What should I watch for while using this medicine?

Tell your doctor or health care professional if your pain does not go away, if it gets worse, or if you have new or a different type of pain. You may develop tolerance to the medicine. Tolerance means that you will need a higher dose of the medication for pain relief. Tolerance is normal and is expected if you take this medicine for a long time.

Do not suddenly stop taking your medicine because you may develop a severe reaction. Your body becomes used to the medicine. This does NOT mean you are addicted. Addiction is a behavior related to getting and using a drug for a non- medical reason. If you have pain, you have a medical reason to take pain medicine. Your doctor will tell you how much medicine to take. If your doctor wants you to stop the medicine, the dose will be slowly lowered over time to avoid any side effects.

You may get drowsy or dizzy when you first start taking the medicine or change doses. Do not drive, use machinery, or do anything that may be dangerous until you know how the medicine affects you. Stand or sit up slowly.
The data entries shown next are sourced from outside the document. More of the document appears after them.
//! Scriptable in-memory multiplexer for tests.

use std::collections::VecDeque;

use async_trait::async_trait;
use autopilot_core::{MuxError, Multiplexer, SessionHandle, SessionName};
use parking_lot::Mutex;

/// A `start` call observed by [`FakeMultiplexer`].
#[derive(Clone, Debug, PartialEq, Eq)]
pub struct StartCall {
    pub name: SessionName,
    pub program: String,
    pub args: Vec<String>,
}

#[derive(Default)]
struct FakeState {
    starts: Vec<StartCall>,
    start_error: Option<MuxError>,
    captures: VecDeque<Result<String, MuxError>>,
    default_capture: Option<Result<String, MuxError>>,
    capture_count: usize,
    kills: Vec<SessionName>,
    kill_error: Option<MuxError>,
}

/// Multiplexer that never touches the OS.
///
/// `capture` pops scripted results in order and falls back to the default
/// (an empty pane unless overridden) once the script runs out.
#[derive(Default)]
pub struct FakeMultiplexer {
    state: Mutex<FakeState>,
}

impl FakeMultiplexer {
    pub fn new() -> Self {
        Self::default()
    }

    /// Fail every subsequent `start`.
    pub fn fail_start(&self, error: MuxError) {
        self.state.lock().start_error = Some(error);
    }

    /// Queue one `capture` result.
    pub fn push_capture(&self, result: Result<String, MuxError>) {
        self.state.lock().captures.push_back(result);
    }

    /// Result returned once the queue is empty.
    pub fn set_default_capture(&self, result: Result<String, MuxError>) {
        self.state.lock().default_capture = Some(result);
    }

    pub fn fail_kill(&self, error: MuxError) {
        self.state.lock().kill_error = Some(error);
    }

    pub fn starts(&self) -> Vec<StartCall> {
        self.state.lock().starts.clone()
    }

    pub fn start_count(&self) -> usize {
        self.state.lock().starts.len()
    }

    pub fn capture_count(&self) -> usize {
        self.state.lock().capture_count
    }

    pub fn kills(&self) -> Vec<SessionName> {
        self.state.lock().kills.clone()
    }
}

#[async_trait]
impl Multiplexer for FakeMultiplexer {
    async fn start(
        &self,
        name: &SessionName,
        program: &str,
        args: &[String],
    ) -> Result<SessionHandle, MuxError> {
        let mut state = self.state.lock();
        if let Some(error) = state.start_error.clone() {
            return Err(error);
        }
        state.starts.push(StartCall {
            name: name.clone(),
            program: program.to_string(),
            args: args.to_vec(),
        });
        let pid = 10_000 + state.starts.len() as u32;
        Ok(SessionHandle::new(name.clone(), Some(pid)))
    }

    async fn capture(&self, _handle: &SessionHandle) -> Result<String, MuxError> {
        let mut state = self.state.lock();
        state.capture_count += 1;
        match state.captures.pop_front() {
            Some(result) => result,
            None => state
                .default_capture
                .clone()
                .unwrap_or_else(|| Ok(String::new())),
        }
    }

    async fn kill(&self, handle: &SessionHandle) -> Result<(), MuxError> {
        let mut state = self.state.lock();
        state.kills.push(handle.name.clone());
        match state.kill_error.clone() {
            Some(error) => Err(error),
            None => Ok(()),
        }
    }
}
//! Capability interface over the terminal multiplexer that hosts agent sessions.

use async_trait::async_trait;

use crate::ids::SessionName;
use crate::session::SessionHandle;

/// Errors reported by a [`Multiplexer`].
#[derive(Clone, Debug, PartialEq, Eq, thiserror::Error)]
pub enum MuxError {
    /// The multiplexer ran but reported failure, e.g. the named session
    /// does not exist (any more).
    #[error("multiplexer exited with status {code:?}: {stderr}")]
    CommandFailed { code: Option<i32>, stderr: String },

    /// The multiplexer binary itself could not be executed.
    #[error("failed to run multiplexer: {0}")]
    Spawn(String),
}

impl MuxError {
    /// True when the failure means the session is no longer reachable.
    pub fn is_session_gone(&self) -> bool {
        matches!(self, Self::CommandFailed { .. })
    }

    /// Short classification string for logging.
    pub fn error_kind(&self) -> &'static str {
        match self {
            Self::CommandFailed { .. } => "command_failed",
            Self::Spawn(_) => "spawn",
        }
    }
}

/// Starts, inspects and terminates named background sessions.
#[async_trait]
pub trait Multiplexer: Send + Sync {
    /// Start a detached session named `name` running `program` with `args`.
    async fn start(
        &self,
        name: &SessionName,
        program: &str,
        args: &[String],
    ) -> Result<SessionHandle, MuxError>;

    /// Return the session's currently visible output.
    async fn capture(&self, handle: &SessionHandle) -> Result<String, MuxError>;

    /// Terminate the session. Killing a session that is already gone may
    /// return an error; callers treat that as done.
    async fn kill(&self, handle: &SessionHandle) -> Result<(), MuxError>;
}

#[cfg(test)]
mod tests {
    use super::*;

    #[test]
    fn command_failure_means_session_gone() {
        let err = MuxError::CommandFailed {
            code: Some(1),
            stderr: "can't find session".into(),
        };
        assert!(err.is_session_gone());
        assert_eq!(err.error_kind(), "command_failed");
    }

    #[test]
    fn spawn_failure_is_not_session_gone() {
        let err = MuxError::Spawn("No such file or directory".into());
        assert!(!err.is_session_gone());
        assert!(err.to_string().contains("No such file"));
    }
}
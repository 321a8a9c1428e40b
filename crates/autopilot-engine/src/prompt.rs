//! Instruction text handed to the agent for a work item.

use autopilot_core::WorkItemId;

use crate::detector::completion_marker;

const BRANCH_PREFIX: &str = "arihandev";
const COMMIT_EMAIL: &str = "arihanvaranasi@gmail.com";
const COMMIT_NAME: &str = "arihanv";

/// Feature branch for a work item: `arihandev/<id>-<title>`, lower-cased,
/// spaces replaced with hyphens.
pub fn branch_name(work_item: &WorkItemId, title: &str) -> String {
    format!(
        "{BRANCH_PREFIX}/{}-{}",
        work_item.as_str().to_lowercase(),
        title.to_lowercase().replace(' ', "-")
    )
}

/// Render the prompt for a work item. Pure and deterministic.
///
/// Callers pass [`WorkItem::description_or_placeholder`](autopilot_core::WorkItem::description_or_placeholder)
/// so an absent description still renders a line.
pub fn build_prompt(work_item: &WorkItemId, title: &str, description: &str) -> String {
    let branch = branch_name(work_item, title);
    let marker = completion_marker(work_item);

    format!(
        "You are executing a Linear issue autonomously. You have full permission to read, write, and edit files, and run git/bun commands.

Issue: {work_item} - {title}
Description: {description}

REQUIRED ACTIONS (execute these steps):
1. Create and checkout a feature branch: git checkout -b {branch}
2. Analyze the issue requirements and existing codebase
3. Implement the solution using the appropriate tools (Edit, Write, etc.)
4. Test your implementation if applicable (using bun test or manual testing)
5. Update changelog.md with a brief entry about your changes
6. Commit your changes: git add -A && git commit -m \"{work_item}: {title}\"
7. Push the branch: git push -u origin {branch}
8. Make a pull request to merge the branch back to the main-branch

Make a pr with:
user.email={COMMIT_EMAIL}
user.name={COMMIT_NAME}

IMPORTANT:
- You MUST actually execute these steps, not just describe them
- Use the Edit and Write tools to modify files
- Use Bash tool for git operations
- Keep changes minimal and focused

When complete, output {marker} so we know you finished."
    )
}
use chrono::{DateTime, Utc};
use serde::{Deserialize, Serialize};

use crate::ids::{SessionName, WorkItemId};

/// Lifecycle status of a tracked session.
#[derive(Clone, Copy, Debug, PartialEq, Eq, Serialize, Deserialize)]
#[serde(rename_all = "lowercase")]
pub enum SessionStatus {
    Running,
    /// The backing session could no longer be captured.
    Ended,
}

impl SessionStatus {
    pub fn as_str(&self) -> &'static str {
        match self {
            Self::Running => "running",
            Self::Ended => "ended",
        }
    }
}

impl std::fmt::Display for SessionStatus {
    fn fmt(&self, f: &mut std::fmt::Formatter<'_>) -> std::fmt::Result {
        f.write_str(self.as_str())
    }
}

/// Reference to a background session started by a [`Multiplexer`](crate::Multiplexer).
#[derive(Clone, Debug, PartialEq, Eq, Serialize, Deserialize)]
pub struct SessionHandle {
    #[serde(rename = "session_name")]
    pub name: SessionName,
    /// Pid of the process that created the session, when the OS reported one.
    #[serde(rename = "process_pid")]
    pub pid: Option<u32>,
}

impl SessionHandle {
    pub fn new(name: SessionName, pid: Option<u32>) -> Self {
        Self { name, pid }
    }
}

/// One actively tracked work item.
#[derive(Clone, Debug, PartialEq, Eq, Serialize, Deserialize)]
pub struct SessionRecord {
    pub work_item_id: WorkItemId,
    #[serde(flatten)]
    pub handle: SessionHandle,
    pub title: String,
    pub started_at: DateTime<Utc>,
    pub status: SessionStatus,
}

impl SessionRecord {
    pub fn running(work_item_id: WorkItemId, title: impl Into<String>, handle: SessionHandle) -> Self {
        Self {
            work_item_id,
            handle,
            title: title.into(),
            started_at: Utc::now(),
            status: SessionStatus::Running,
        }
    }

    pub fn session_name(&self) -> &SessionName {
        &self.handle.name
    }
}
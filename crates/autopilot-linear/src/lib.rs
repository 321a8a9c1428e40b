//! Linear issue-store integration: GraphQL transport, relation queries and
//! the fail-closed dependency gate.

pub mod client;
pub mod error;
pub mod gate;
pub mod transport;

pub mod mock;

pub use client::{IssueRelation, IssueState, LinearClient, RelatedIssue};
pub use error::LinearError;
pub use gate::{DependencyGate, GateVerdict, LinearDependencyGate};
pub use transport::{GraphqlRequest, GraphqlTransport, ReqwestGraphqlTransport};
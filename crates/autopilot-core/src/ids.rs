use serde::{Deserialize, Serialize};
use std::fmt;
use std::str::FromStr;

macro_rules! string_id {
    ($(#[$meta:meta])* $name:ident) => {
        $(#[$meta])*
        #[derive(Clone, Debug, Hash, Eq, PartialEq, Ord, PartialOrd, Serialize, Deserialize)]
        #[serde(transparent)]
        pub struct $name(String);

        impl $name {
            pub fn from_raw(s: impl Into<String>) -> Self {
                Self(s.into())
            }

            pub fn as_str(&self) -> &str {
                &self.0
            }
        }

        impl fmt::Display for $name {
            fn fmt(&self, f: &mut fmt::Formatter<'_>) -> fmt::Result {
                f.write_str(&self.0)
            }
        }

        impl FromStr for $name {
            type Err = std::convert::Infallible;
            fn from_str(s: &str) -> Result<Self, Self::Err> {
                Ok(Self(s.to_owned()))
            }
        }

        impl AsRef<str> for $name {
            fn as_ref(&self) -> &str {
                &self.0
            }
        }
    };
}

string_id!(
    /// Tracker-assigned identifier of a work item, e.g. `ENG-12`.
    WorkItemId
);

string_id!(
    /// Name of a background multiplexer session.
    SessionName
);

impl SessionName {
    /// Build the name for a new agent session.
    ///
    /// `seq` must be unique per process; it disambiguates launches for the
    /// same item within one second. Characters that tmux treats as target
    /// separators (`.` and `:`) are replaced with `-`.
    pub fn generate(work_item: &WorkItemId, at: chrono::DateTime<chrono::Local>, seq: u64) -> Self {
        let raw = format!(
            "claude-{}-{}-{seq}",
            work_item.as_str(),
            at.format("%Y%m%d-%H%M%S")
        );
        Self(raw.replace(['.', ':'], "-"))
    }
}

#[cfg(test)]
mod tests {
    use super::*;
    use chrono::TimeZone;

    fn at() -> chrono::DateTime<chrono::Local> {
        chrono::Local.with_ymd_and_hms(2026, 10, 16, 9, 5, 7).unwrap()
    }

    #[test]
    fn generated_name_encodes_item_and_timestamp() {
        let name = SessionName::generate(&WorkItemId::from_raw("ENG-12"), at(), 1);
        assert_eq!(name.as_str(), "claude-ENG-12-20261016-090507-1");
    }

    #[test]
    fn generated_names_differ_by_sequence() {
        let id = WorkItemId::from_raw("ENG-12");
        let a = SessionName::generate(&id, at(), 1);
        let b = SessionName::generate(&id, at(), 2);
        assert_ne!(a, b);
    }

    #[test]
    fn generated_name_strips_target_separators() {
        let name = SessionName::generate(&WorkItemId::from_raw("web.app:7"), at(), 3);
        assert!(!name.as_str().contains('.'), "got: {name}");
        assert!(!name.as_str().contains(':'), "got: {name}");
        assert!(name.as_str().starts_with("claude-web-app-7-"));
    }

    #[test]
    fn display_and_from_str_roundtrip() {
        let id = WorkItemId::from_raw("ENG-1");
        let parsed: WorkItemId = id.to_string().parse().unwrap();
        assert_eq!(id, parsed);
    }

    #[test]
    fn serializes_transparently() {
        let id = WorkItemId::from_raw("ENG-1");
        assert_eq!(serde_json::to_string(&id).unwrap(), "\"ENG-1\"");
    }
}
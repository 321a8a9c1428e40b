use std::fmt;
use std::time::Duration;

use async_trait::async_trait;
use secrecy::{ExposeSecret, SecretString};
use serde::Deserialize;
use serde_json::json;

use crate::error::LinearError;

const REQUEST_TIMEOUT: Duration = Duration::from_secs(30);

#[derive(Debug, Clone)]
pub struct GraphqlRequest {
    pub query: String,
    pub variables: serde_json::Value,
}

impl GraphqlRequest {
    pub fn new(query: impl Into<String>, variables: serde_json::Value) -> Self {
        Self {
            query: query.into(),
            variables,
        }
    }
}

/// Executes a GraphQL request and returns its `data` payload.
///
/// Implementations must turn every non-success shape (transport failure,
/// non-2xx status, undecodable body, non-empty `errors`, missing `data`)
/// into an error.
#[async_trait]
pub trait GraphqlTransport: Send + Sync {
    async fn execute(&self, request: GraphqlRequest) -> Result<serde_json::Value, LinearError>;
}

#[derive(Clone)]
pub struct ReqwestGraphqlTransport {
    endpoint: String,
    token: SecretString,
    client: reqwest::Client,
}

impl fmt::Debug for ReqwestGraphqlTransport {
    fn fmt(&self, formatter: &mut fmt::Formatter<'_>) -> fmt::Result {
        formatter
            .debug_struct("ReqwestGraphqlTransport")
            .field("endpoint", &self.endpoint)
            .field("token", &"<redacted>")
            .finish()
    }
}

impl ReqwestGraphqlTransport {
    pub fn new(endpoint: impl Into<String>, token: SecretString) -> Result<Self, LinearError> {
        let client = reqwest::Client::builder()
            .timeout(REQUEST_TIMEOUT)
            .user_agent("autopilot/linear")
            .build()
            .map_err(|err| LinearError::Network(format!("failed to initialize HTTP client: {err}")))?;

        Ok(Self {
            endpoint: endpoint.into(),
            token,
            client,
        })
    }
}

#[async_trait]
impl GraphqlTransport for ReqwestGraphqlTransport {
    async fn execute(&self, request: GraphqlRequest) -> Result<serde_json::Value, LinearError> {
        let response = self
            .client
            .post(&self.endpoint)
            .header("Authorization", format!("Bearer {}", self.token.expose_secret()))
            .json(&json!({
                "query": request.query,
                "variables": request.variables,
            }))
            .send()
            .await
            .map_err(|err| LinearError::Network(err.to_string()))?;

        let status = response.status();
        let body = response
            .text()
            .await
            .map_err(|err| LinearError::Network(format!("failed to read response body: {err}")))?;

        if !status.is_success() {
            return Err(LinearError::Http {
                status: status.as_u16(),
                body: truncate_for_error(&body),
            });
        }

        decode_envelope(&body)
    }
}

#[derive(Debug, Deserialize)]
struct GraphqlResponseEnvelope {
    data: Option<serde_json::Value>,
    errors: Option<Vec<GraphqlError>>,
}

#[derive(Debug, Deserialize)]
struct GraphqlError {
    #[serde(default)]
    message: String,
}

/// Decode a GraphQL response body into its `data` payload.
pub(crate) fn decode_envelope(body: &str) -> Result<serde_json::Value, LinearError> {
    let envelope: GraphqlResponseEnvelope = serde_json::from_str(body)
        .map_err(|err| LinearError::InvalidResponse(format!("failed to parse response JSON: {err}")))?;

    if let Some(errors) = envelope.errors.filter(|errors| !errors.is_empty()) {
        return Err(LinearError::Graphql(
            errors.into_iter().map(|error| error.message).collect(),
        ));
    }

    match envelope.data {
        Some(data) if !data.is_null() => Ok(data),
        _ => Err(LinearError::InvalidResponse(
            "response did not include a data payload".to_owned(),
        )),
    }
}

fn truncate_for_error(body: &str) -> String {
    const MAX_LEN: usize = 200;
    if body.chars().count() <= MAX_LEN {
        body.to_owned()
    } else {
        format!("{}...", body.chars().take(MAX_LEN).collect::<String>())
    }
}
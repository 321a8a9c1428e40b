//! Settings loading with deep merge and environment variable overrides.
//!
//! Loading flow:
//! 1. Start with compiled [`Settings::default()`]
//! 2. If `$AUTOPILOT_CONFIG` names a file, deep-merge its values over defaults
//! 3. Apply environment variable overrides
//!
//! Loading normally runs before logging is set up, so rejected overrides are
//! returned as [`SettingsWarning`]s for the caller to report.
//!
//! Deep merge rules:
//! - Objects are merged recursively (source overrides target per-key)
//! - Arrays and primitives are replaced entirely by source
//! - Null values in source are skipped (preserving target)

use std::fmt;
use std::path::{Path, PathBuf};

use serde_json::Value;
use tracing::debug;

use crate::errors::Result;
use crate::types::{LogFormat, Settings};

/// Env var naming an optional JSON config file.
pub const CONFIG_PATH_ENV: &str = "AUTOPILOT_CONFIG";

/// An override that was present but rejected.
#[derive(Clone, Debug, PartialEq, Eq)]
pub struct SettingsWarning {
    pub key: String,
    pub value: String,
    pub reason: String,
}

impl SettingsWarning {
    fn new(key: &str, value: &str, reason: impl Into<String>) -> Self {
        Self {
            key: key.to_string(),
            value: value.to_string(),
            reason: reason.into(),
        }
    }
}

impl fmt::Display for SettingsWarning {
    fn fmt(&self, f: &mut fmt::Formatter<'_>) -> fmt::Result {
        write!(f, "ignoring {}={:?}: {}", self.key, self.value, self.reason)
    }
}

/// Resolved settings plus any overrides that were ignored along the way.
#[derive(Clone, Debug, PartialEq)]
pub struct LoadedSettings {
    pub settings: Settings,
    pub warnings: Vec<SettingsWarning>,
}

/// Load settings from `$AUTOPILOT_CONFIG` (if set) with env var overrides.
pub fn load_settings() -> Result<LoadedSettings> {
    load_settings_with(env_lookup)
}

/// [`load_settings`] reading variables through `lookup` instead of the
/// process environment.
pub fn load_settings_with(lookup: impl Fn(&str) -> Option<String>) -> Result<LoadedSettings> {
    match lookup(CONFIG_PATH_ENV).filter(|v| !v.is_empty()) {
        Some(path) => load_settings_from_path(&PathBuf::from(path), lookup),
        None => {
            let mut settings = Settings::default();
            let warnings = apply_overrides(&mut settings, lookup);
            Ok(LoadedSettings { settings, warnings })
        }
    }
}

/// Load settings from a specific path with overrides read through `lookup`.
///
/// A missing file yields defaults; invalid JSON is an error.
pub fn load_settings_from_path(
    path: &Path,
    lookup: impl Fn(&str) -> Option<String>,
) -> Result<LoadedSettings> {
    let defaults = serde_json::to_value(Settings::default())?;

    let merged = if path.exists() {
        debug!(?path, "loading config file");
        let content = std::fs::read_to_string(path)?;
        let user: Value = serde_json::from_str(&content)?;
        deep_merge(defaults, user)
    } else {
        debug!(?path, "config file not found, using defaults");
        defaults
    };

    let mut settings: Settings = serde_json::from_value(merged)?;
    let warnings = apply_overrides(&mut settings, lookup);
    Ok(LoadedSettings { settings, warnings })
}

/// Recursive deep merge of two JSON values.
pub fn deep_merge(target: Value, source: Value) -> Value {
    match (target, source) {
        (Value::Object(mut target_map), Value::Object(source_map)) => {
            for (key, source_val) in source_map {
                if source_val.is_null() {
                    continue;
                }
                let merged = if let Some(target_val) = target_map.remove(&key) {
                    deep_merge(target_val, source_val)
                } else {
                    source_val
                };
                let _ = target_map.insert(key, merged);
            }
            Value::Object(target_map)
        }
        (_, source) => source,
    }
}

/// Apply overrides from `lookup` (normally the process environment).
///
/// Empty values are ignored. Invalid numbers and formats leave the
/// file/default value in place and are returned as warnings.
pub fn apply_overrides(
    settings: &mut Settings,
    lookup: impl Fn(&str) -> Option<String>,
) -> Vec<SettingsWarning> {
    let read = |name: &str| lookup(name).filter(|v| !v.is_empty());
    let mut warnings = Vec::new();

    // ── Server ──────────────────────────────────────────────────────
    if let Some(v) = read("AUTOPILOT_HOST") {
        settings.server.host = v;
    }
    for key in ["PORT", "AUTOPILOT_PORT"] {
        if let Some(v) = read(key) {
            match parse_u16_range(&v, 1, 65535) {
                Some(port) => settings.server.port = port,
                None => warnings.push(SettingsWarning::new(key, &v, "not a port in 1-65535")),
            }
        }
    }

    // ── Linear ──────────────────────────────────────────────────────
    if let Some(v) = read("LINEAR_API_URL") {
        settings.linear.api_url = v;
    }
    if let Some(v) = read("TARGET_USER") {
        settings.linear.target_user = v;
    }

    // ── Agent ───────────────────────────────────────────────────────
    if let Some(v) = read("AUTOPILOT_TMUX_BIN") {
        settings.agent.tmux_bin = v;
    }
    if let Some(v) = read("AUTOPILOT_AGENT_BIN") {
        settings.agent.agent_bin = v;
    }

    // ── Logging ─────────────────────────────────────────────────────
    if let Some(v) = read("AUTOPILOT_LOG_LEVEL") {
        settings.log.level = v;
    }
    if let Some(v) = read("AUTOPILOT_LOG_FORMAT") {
        match v.parse::<LogFormat>() {
            Ok(format) => settings.log.format = format,
            Err(e) => warnings.push(SettingsWarning::new("AUTOPILOT_LOG_FORMAT", &v, e)),
        }
    }

    warnings
}

/// Parse a string as a `u16` within a range.
pub fn parse_u16_range(val: &str, min: u16, max: u16) -> Option<u16> {
    let n: u16 = val.parse().ok()?;
    (n >= min && n <= max).then_some(n)
}

pub(crate) fn env_lookup(name: &str) -> Option<String> {
    std::env::var(name).ok()
}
There are different types of narcotic medicines (opiates) for pain. If you take more than one type at the same time, you may have more side effects. Give your health care provider a list of all medicines you use. Your doctor will tell you how much medicine to take. Do not take more medicine than directed. Call emergency for help if you have problems breathing.

This medicine will cause constipation. Try to have a bowel movement at least every 2 to 3 days. If you do not have a bowel movement for 3 days, call your doctor or health care professional.

You may see empty tablets in your stool. Do not worry. The medicine is in your body.

Your mouth may get dry. Drinking water, chewing sugarless gum, or sucking on hard candy may help. See your dentist every 6 months.